Your instructions
All lines in the data below carrying the string "failed" are to be located and copied.

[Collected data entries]
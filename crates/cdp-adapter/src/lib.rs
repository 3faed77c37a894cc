//! Chrome DevTools Protocol driver for scenario runs.
//!
//! [`CdpDriver`] implements the executor's `BrowserDriver` capability on top
//! of a [`CdpTransport`]. The production transport launches Chromium (or
//! attaches to a running one) through chromiumoxide's websocket connection;
//! tests substitute a scripted transport.

pub mod config;
pub mod driver;
pub mod error;
pub mod selectors;
pub mod storage;
pub mod transport;
pub mod util;

pub use config::{detect_chrome_executable, headless_from_env, CdpConfig, Viewport};
pub use driver::CdpDriver;
pub use error::{AdapterError, AdapterErrorKind};
pub use storage::{StorageCookie, StorageState};
pub use transport::{CdpTransport, ChromiumTransport, CommandTarget};
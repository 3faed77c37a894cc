//! Error types reported by browser drivers

use thiserror::Error;

#[derive(Debug, Error, Clone, PartialEq, Eq)]
pub enum DriverError {
    /// No element matched the selector in the given context
    #[error("element not found: {0}")]
    NotFound(String),

    /// Bounded wait elapsed before the awaited state was reached
    #[error("timed out: {0}")]
    Timeout(String),

    /// Another element would receive the pointer event
    #[error("pointer intercepted: {0}")]
    Intercepted(String),

    /// Element exists but cannot take the interaction (disabled, hidden, ...)
    #[error("element not actionable: {0}")]
    NotActionable(String),

    /// Page script raised or returned something unusable
    #[error("script error: {0}")]
    Script(String),

    /// Transport or file-system failure
    #[error("driver i/o error: {0}")]
    Io(String),

    /// Page or session already closed
    #[error("closed: {0}")]
    Closed(String),
}

impl DriverError {
    pub fn is_retryable(&self) -> bool {
        matches!(
            self,
            DriverError::Timeout(_)
                | DriverError::Intercepted(_)
                | DriverError::NotActionable(_)
                | DriverError::NotFound(_)
        )
    }

    pub fn is_timeout(&self) -> bool {
        matches!(self, DriverError::Timeout(_))
    }
}

#[cfg(test)]
mod tests {
    use super::*;

    #[test]
    fn closed_sessions_are_not_retried() {
        assert!(!DriverError::Closed("page".into()).is_retryable());
        assert!(DriverError::Intercepted("overlay".into()).is_retryable());
    }
}
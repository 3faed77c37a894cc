//! Diagnostic checkpoints.
//!
//! Every strategy attempt and condition evaluation is recorded whether it
//! passes or not, so a failed run can be inspected without replaying it.

use std::fs::{File, OpenOptions};
use std::io::Write;
use std::path::{Path, PathBuf};
use std::sync::{Arc, Mutex};

use chrono::{DateTime, Utc};
use serde::{Deserialize, Serialize};
use serde_json::Value;
use tracing::warn;

pub const CHECKPOINT_FILE: &str = "debug_checkpoints.jsonl";

#[derive(Debug, Clone, PartialEq, Serialize, Deserialize)]
pub struct Checkpoint {
    pub ts: DateTime<Utc>,
    pub step_index: usize,
    pub step_type: String,
    pub checkpoint: String,
    pub data: Value,
}

/// Append-only destination for checkpoints.
pub trait CheckpointSink: Send + Sync {
    fn record(&self, checkpoint: Checkpoint);
}

/// Discards everything.
#[derive(Debug, Default, Clone, Copy)]
pub struct NullCheckpointSink;

impl CheckpointSink for NullCheckpointSink {
    fn record(&self, _checkpoint: Checkpoint) {}
}

/// Keeps checkpoints in memory.
#[derive(Debug, Default)]
pub struct MemoryCheckpointSink {
    entries: Mutex<Vec<Checkpoint>>,
}

impl MemoryCheckpointSink {
    pub fn new() -> Self {
        Self::default()
    }

    pub fn entries(&self) -> Vec<Checkpoint> {
        self.entries
            .lock()
            .map(|entries| entries.clone())
            .unwrap_or_default()
    }

    /// Names of recorded checkpoints, in order.
    pub fn names(&self) -> Vec<String> {
        self.entries()
            .into_iter()
            .map(|c| c.checkpoint)
            .collect()
    }

    pub fn count(&self, name: &str) -> usize {
        self.entries()
            .iter()
            .filter(|c| c.checkpoint == name)
            .count()
    }
}

impl CheckpointSink for MemoryCheckpointSink {
    fn record(&self, checkpoint: Checkpoint) {
        if let Ok(mut entries) = self.entries.lock() {
            entries.push(checkpoint);
        }
    }
}

/// Appends one JSON object per line to `debug_checkpoints.jsonl`.
///
/// Write failures are logged and otherwise ignored; diagnostics never fail
/// a step.
pub struct JsonlCheckpointSink {
    path: PathBuf,
    file: Mutex<Option<File>>,
}

impl JsonlCheckpointSink {
    pub fn in_dir(work_dir: &Path) -> Self {
        Self::at(work_dir.join(CHECKPOINT_FILE))
    }

    pub fn at(path: PathBuf) -> Self {
        Self {
            path,
            file: Mutex::new(None),
        }
    }

    pub fn path(&self) -> &Path {
        &self.path
    }

    fn append(&self, line: &str) -> std::io::Result<()> {
        let mut guard = self
            .file
            .lock()
            .map_err(|_| std::io::Error::new(std::io::ErrorKind::Other, "checkpoint writer poisoned"))?;
        if guard.is_none() {
            *guard = Some(
                OpenOptions::new()
                    .create(true)
                    .append(true)
                    .open(&self.path)?,
            );
        }
        match guard.as_mut() {
            Some(file) => writeln!(file, "{line}"),
            None => Ok(()),
        }
    }
}

impl CheckpointSink for JsonlCheckpointSink {
    fn record(&self, checkpoint: Checkpoint) {
        let line = match serde_json::to_string(&checkpoint) {
            Ok(line) => line,
            Err(err) => {
                warn!(error = %err, "failed to serialise checkpoint");
                return;
            }
        };
        if let Err(err) = self.append(&line) {
            warn!(path = %self.path.display(), error = %err, "failed to write checkpoint");
        }
    }
}

/// Sink bound to one step.
#[derive(Clone)]
pub struct StepCheckpoints {
    sink: Arc<dyn CheckpointSink>,
    step_index: usize,
    step_type: String,
}

impl StepCheckpoints {
    pub fn new(sink: Arc<dyn CheckpointSink>, step_index: usize, step_type: impl Into<String>) -> Self {
        Self {
            sink,
            step_index,
            step_type: step_type.into(),
        }
    }

    /// Not bound to any run, for standalone transactions.
    pub fn detached() -> Self {
        Self::new(Arc::new(NullCheckpointSink), 0, "")
    }

    pub fn emit(&self, checkpoint: &str, data: Value) {
        self.sink.record(Checkpoint {
            ts: Utc::now(),
            step_index: self.step_index,
            step_type: self.step_type.clone(),
            checkpoint: checkpoint.to_string(),
            data,
        });
    }
}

Task output
//! passes or not, so a failed run can be inspected without replaying it.
                warn!(error = %err, "failed to serialise checkpoint");
            warn!(path = %self.path.display(), error = %err, "failed to write checkpoint");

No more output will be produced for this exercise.